= Task description =
The entries should be written out again exactly as they read.

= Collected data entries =
*****
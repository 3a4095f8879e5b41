//! Stream authenticator: resolves the credential of every inbound call.

use std::sync::Arc;

use http::HeaderMap;
use tracing::{debug, info};

use super::admin::{AdminKey, AdminScheme};
use super::agents::{AgentScheme, AgentStore};
use super::client_keys::{ClientKeyScheme, ClientKeyStore};
use super::credential::{
    MD_ORIGIN, MD_USER_AGENT, ORIGIN_AGENT, metadata_value, parse_bearer_token, scrubbed,
};
use super::users::{TokenExchanger, UserStore, UserTokenScheme};
use super::{AuthError, Credential, Identity, Profile, SchemeChain};

/// Collaborators backing the four standard schemes.
pub struct Validators {
    pub admin_key: AdminKey,
    pub agents: Arc<dyn AgentStore>,
    pub client_keys: Arc<dyn ClientKeyStore>,
    pub exchanger: Arc<dyn TokenExchanger>,
    pub users: Arc<dyn UserStore>,
}

impl Validators {
    /// The standard chain: admin key, agent token, legacy client DSN, then
    /// user access token as the fallback.
    pub fn into_chain(self) -> SchemeChain {
        SchemeChain::new(vec![
            Arc::new(AdminScheme::new(self.admin_key)),
            Arc::new(AgentScheme::new(self.agents)),
            Arc::new(ClientKeyScheme::new(self.client_keys)),
            Arc::new(UserTokenScheme::new(self.exchanger, self.users)),
        ])
    }
}

/// Authenticates calls. Holds no per-call state.
pub struct StreamAuthenticator {
    profile: Profile,
    chain: SchemeChain,
}

impl StreamAuthenticator {
    pub fn new(profile: Profile, chain: SchemeChain) -> Self {
        Self { profile, chain }
    }

    /// Authenticator over the standard scheme chain.
    pub fn standard(profile: Profile, validators: Validators) -> Self {
        Self::new(profile, validators.into_chain())
    }

    pub fn profile(&self) -> Profile {
        self.profile
    }

    /// Resolve the identity of a call from its metadata.
    pub async fn authenticate(&self, metadata: Option<&HeaderMap>) -> Result<Identity, AuthError> {
        let Some(metadata) = metadata else {
            return Err(AuthError::InvalidRequest("missing context metadata".into()));
        };

        let Some(origin) = metadata_value(metadata, MD_ORIGIN) else {
            debug!(metadata = ?scrubbed(metadata), "client missing origin");
            return Err(AuthError::InvalidRequest("missing client origin".into()));
        };
        let is_agent_origin = origin == ORIGIN_AGENT;

        let token = parse_bearer_token(self.profile, is_agent_origin, metadata)?;
        let user_agent = metadata_value(metadata, MD_USER_AGENT).map(str::to_string);
        let credential = Credential::new(token, is_agent_origin, user_agent);

        let result = self.chain.resolve(&credential, metadata).await;
        match &result {
            Ok(identity) => info!(
                origin,
                kind = identity.kind(),
                org = identity.org_id(),
                "call authenticated"
            ),
            Err(e) => info!(
                origin,
                tokenlen = credential.token().len(),
                "call rejected: {e}"
            ),
        }
        result
    }
}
*****
= Task solution =
repository 3a4095f8879e5b41
//! Stream authenticator: resolves the credential of every inbound call.

use std::sync::Arc;

use http::HeaderMap;
use tracing::{debug, info};

use super::admin::{AdminKey, AdminScheme};
use super::agents::{AgentScheme, AgentStore};
use super::client_keys::{ClientKeyScheme, ClientKeyStore};
use super::credential::{
    MD_ORIGIN, MD_USER_AGENT, ORIGIN_AGENT, metadata_value, parse_bearer_token, scrubbed,
};
use super::users::{TokenExchanger, UserStore, UserTokenScheme};
use super::{AuthError, Credential, Identity, Profile, SchemeChain};

/// Collaborators backing the four standard schemes.
pub struct Validators {
    pub admin_key: AdminKey,
    pub agents: Arc<dyn AgentStore>,
    pub client_keys: Arc<dyn ClientKeyStore>,
    pub exchanger: Arc<dyn TokenExchanger>,
    pub users: Arc<dyn UserStore>,
}

impl Validators {
    /// The standard chain: admin key, agent token, legacy client DSN, then
    /// user access token as the fallback.
    pub fn into_chain(self) -> SchemeChain {
        SchemeChain::new(vec![
            Arc::new(AdminScheme::new(self.admin_key)),
            Arc::new(AgentScheme::new(self.agents)),
            Arc::new(ClientKeyScheme::new(self.client_keys)),
            Arc::new(UserTokenScheme::new(self.exchanger, self.users)),
        ])
    }
}

/// Authenticates calls. Holds no per-call state.
pub struct StreamAuthenticator {
    profile: Profile,
    chain: SchemeChain,
}

impl StreamAuthenticator {
    pub fn new(profile: Profile, chain: SchemeChain) -> Self {
        Self { profile, chain }
    }

    /// Authenticator over the standard scheme chain.
    pub fn standard(profile: Profile, validators: Validators) -> Self {
        Self::new(profile, validators.into_chain())
    }

    pub fn profile(&self) -> Profile {
        self.profile
    }

    /// Resolve the identity of a call from its metadata.
    pub async fn authenticate(&self, metadata: Option<&HeaderMap>) -> Result<Identity, AuthError> {
        let Some(metadata) = metadata else {
            return Err(AuthError::InvalidRequest("missing context metadata".into()));
        };

        let Some(origin) = metadata_value(metadata, MD_ORIGIN) else {
            debug!(metadata = ?scrubbed(metadata), "client missing origin");
            return Err(AuthError::InvalidRequest("missing client origin".into()));
        };
        let is_agent_origin = origin == ORIGIN_AGENT;

        let token = parse_bearer_token(self.profile, is_agent_origin, metadata)?;
        let user_agent = metadata_value(metadata, MD_USER_AGENT).map(str::to_string);
        let credential = Credential::new(token, is_agent_origin, user_agent);

        let result = self.chain.resolve(&credential, metadata).await;
        match &result {
            Ok(identity) => info!(
                origin,
                kind = identity.kind(),
                org = identity.org_id(),
                "call authenticated"
            ),
            Err(e) => info!(
                origin,
                tokenlen = credential.token().len(),
                "call rejected: {e}"
            ),
        }
        result
    }
}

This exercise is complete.